Großes Unternehmen, Gemeinschaftsküche auf der dritten Etage, es ist Montag acht Uhr morgens, sechs Kolleginnen bzw. Kollegen stehen um die Kaffeemaschine herum, müde Gesichter, gerötete Augen, lümmelnde Haltung – Sie und ich sind als unsichtbare stille Beobachter mit dabei:
Mitarbeiter 1: „Schon wieder Montag, das Wochenende war wieder einmal verdammt kurz.“ Mitarbeiterin 2: „Und heute gleich drei anstrengende Termine, na die Woche fängt ja gut an.“ Mitarbeiterin 3: „Das Schlimme ist ja, dass es nicht besser wird, morgen steht ja die Betriebsversammlung an – und nächste Woche erst!“ Mitarbeiter 4: „Ja, ich sag´s Euch, schlechter wird´s, immer schlechter und schlechter.“ Mitarbeiterin 5: „Ich hab´s läuten hören, dass es dem Unternehmen gar nicht gut gehen soll, was soll das noch werden?“ Mitarbeiter 6: „Es war ja erst in den Nachrichten, dass die Krise noch lange nicht vorbei ist, da werden wir noch alle dumm aus der Wäsche schauen.“ Mitarbeiterin 2: „Und die Lohnerhöhung fällt auch schwach aus.“ Mitarbeiter 4: „Wenn wir überhaupt eine bekommen.“ Mitarbeiter 1: „Ich sag´s Euch, uns hier trifft´s schneller als wir heute noch glauben.“ Mitarbeiterin 5: „Und immer mehr Arbeit und Stress haben wir auch, ständig wird mehr und mehr verlangt, wie sollen wir das schaffen?“ Mitarbeiterin 3: „Und habt Ihr von den jüngsten Finanzskandalen gehört – die Welt steht bestimmt nicht mehr lang…“
Es erscheint Mitarbeiterin 7 mit einem Lächeln im Gesicht, grüßt die Kollegenschaft freundlich, nimmt sich einen Kaffee und sagt: „So ein schöner Herbsttag – es ist eine Freude!“ Mitarbeiterin 2 fragt mit misstrauisch gehobener rechter Augenbraue: „Was bist Du denn so gut gelaunt in aller Hergotts Frühe?“ Daraufhin Mitarbeiterin 7: „Ja die Sonne scheint, es geht uns gut und ich freu mich schon auf die Arbeitswoche – was brauche ich mehr?“ – Sagt´s und geht pfeifend aus der Küche.

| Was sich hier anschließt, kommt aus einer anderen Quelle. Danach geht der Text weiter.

//! Operation Result Model
//!
//! The envelope returned for every driven command. Results are only built
//! through the status-specific constructors so that a `Success` never
//! carries an error and a `Timeout` always keeps the output captured before
//! the deadline.

use serde::{Deserialize, Serialize};
use std::time::Duration;

use super::entity::EntityRef;
use super::structured::StructuredData;

/// Final status of a driven command
#[derive(Debug, Clone, Copy, PartialEq, Eq, Serialize, Deserialize)]
#[serde(rename_all = "SCREAMING_SNAKE_CASE")]
pub enum OperationStatus {
    /// Terminator seen, no error banner
    Success,
    /// Terminator seen, the console reported an error
    Failure,
    /// No terminator within the budget
    Timeout,
    /// Terminator seen, but output exceeded the capture limit
    Partial,
}

/// Console fault taxonomy
#[derive(Debug, Clone, Copy, PartialEq, Eq, Hash, Serialize, Deserialize)]
#[serde(rename_all = "snake_case")]
pub enum ErrorKind {
    StartupTimeout,
    RestartLimitExceeded,
    ConsoleCrashed,
    Timeout,
    CommandFailure,
    ParseAmbiguous,
}

/// Error attached to a non-successful result
#[derive(Debug, Clone, PartialEq, Eq, Serialize, Deserialize)]
pub struct OperationError {
    pub kind: ErrorKind,
    pub message: String,
    pub recoverable: bool,
}

/// Result of one command against the console
#[derive(Debug, Clone, Serialize, Deserialize)]
pub struct OperationResult {
    status: OperationStatus,
    raw_output: String,
    structured_data: Option<StructuredData>,
    error: Option<OperationError>,
    #[serde(rename = "elapsed_ms", with = "super::duration_ms")]
    elapsed: Duration,
    correlated_entities: Vec<EntityRef>,
}

impl OperationResult {
    /// Terminator seen and no error banner in the output
    pub fn success(
        raw_output: String,
        structured_data: Option<StructuredData>,
        elapsed: Duration,
    ) -> Self {
        Self {
            status: OperationStatus::Success,
            raw_output,
            structured_data,
            error: None,
            elapsed,
            correlated_entities: Vec::new(),
        }
    }

    /// The console answered with an error banner
    pub fn failure(
        raw_output: String,
        structured_data: Option<StructuredData>,
        message: impl Into<String>,
        elapsed: Duration,
    ) -> Self {
        Self {
            status: OperationStatus::Failure,
            raw_output,
            structured_data,
            error: Some(OperationError {
                kind: ErrorKind::CommandFailure,
                message: message.into(),
                recoverable: false,
            }),
            elapsed,
            correlated_entities: Vec::new(),
        }
    }

    /// Budget elapsed; `raw_output` is everything read before the deadline
    pub fn timeout(raw_output: String, budget: Duration, elapsed: Duration) -> Self {
        Self {
            status: OperationStatus::Timeout,
            raw_output,
            structured_data: None,
            error: Some(OperationError {
                kind: ErrorKind::Timeout,
                message: format!("no completion marker within {:.1}s", budget.as_secs_f64()),
                recoverable: true,
            }),
            elapsed,
            correlated_entities: Vec::new(),
        }
    }

    /// Terminator seen but the capture limit cut the output short
    pub fn partial(
        raw_output: String,
        structured_data: Option<StructuredData>,
        elapsed: Duration,
    ) -> Self {
        Self {
            status: OperationStatus::Partial,
            raw_output,
            structured_data,
            error: None,
            elapsed,
            correlated_entities: Vec::new(),
        }
    }

    /// Note in the error that output past `limit` bytes was dropped
    pub fn with_truncation(mut self, limit: usize) -> Self {
        if let Some(error) = self.error.as_mut() {
            error
                .message
                .push_str(&format!(" (output truncated at {} bytes)", limit));
        }
        self
    }

    /// Attach the entities observed while the command was running
    pub fn with_entities(mut self, entities: Vec<EntityRef>) -> Self {
        self.correlated_entities = entities;
        self
    }

    pub fn status(&self) -> OperationStatus {
        self.status
    }

    pub fn is_success(&self) -> bool {
        self.status == OperationStatus::Success
    }

    pub fn raw_output(&self) -> &str {
        &self.raw_output
    }

    pub fn structured_data(&self) -> Option<&StructuredData> {
        self.structured_data.as_ref()
    }

    pub fn error(&self) -> Option<&OperationError> {
        self.error.as_ref()
    }

    pub fn elapsed(&self) -> Duration {
        self.elapsed
    }

    pub fn correlated_entities(&self) -> &[EntityRef] {
        &self.correlated_entities
    }
}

Statement von Mitarbeiter 4: „Na die hat leicht pfeifen, die hat´s ja gut!“ Mitarbeiter 6: „Die hat sich´s ja auch gut gerichtet hier herinnen, die schon.“ Und weiter drehen sich unsere Sechs wie die hypnotischen Augen der Schlange Kaa aus dem „Dschungelbuch“. Betörend kann so eine Negativspirale sein, fesselnd und nicht enden wollend…
Sie können es ausprobieren (vor dem Funktionieren wird gewarnt!): Beobachten Sie sich und/oder Ihr Umfeld so lange, bis Sie etwas finden, das Sie stört. Sprechen Sie in der Folge mit anderen Menschen darüber und geben Sie acht, dass diese ebenfalls ausschließlich über Störendes sprechen (ersticken Sie jede positive Äußerung im Keim, indem Sie umgehend abschwächen, relativieren oder gleich negativ umdeuten). Versuchen Sie in der Folge, weitere Menschen in diesen „hypnotischen Negativstrudel“ einzuladen,… – und chronifizieren Sie damit Negativsprialen. Und sie werden sehen: Das Leben kann die Hölle sein, wenn man sich nur genug anstrengt.
Literaturtipp (ein Evergreen): „Anleitung zum Unglücklichsein“ von Paul Watzlawick. Empfehlen kann ich auch „Die Geschichte mit dem Hammer“ (Video).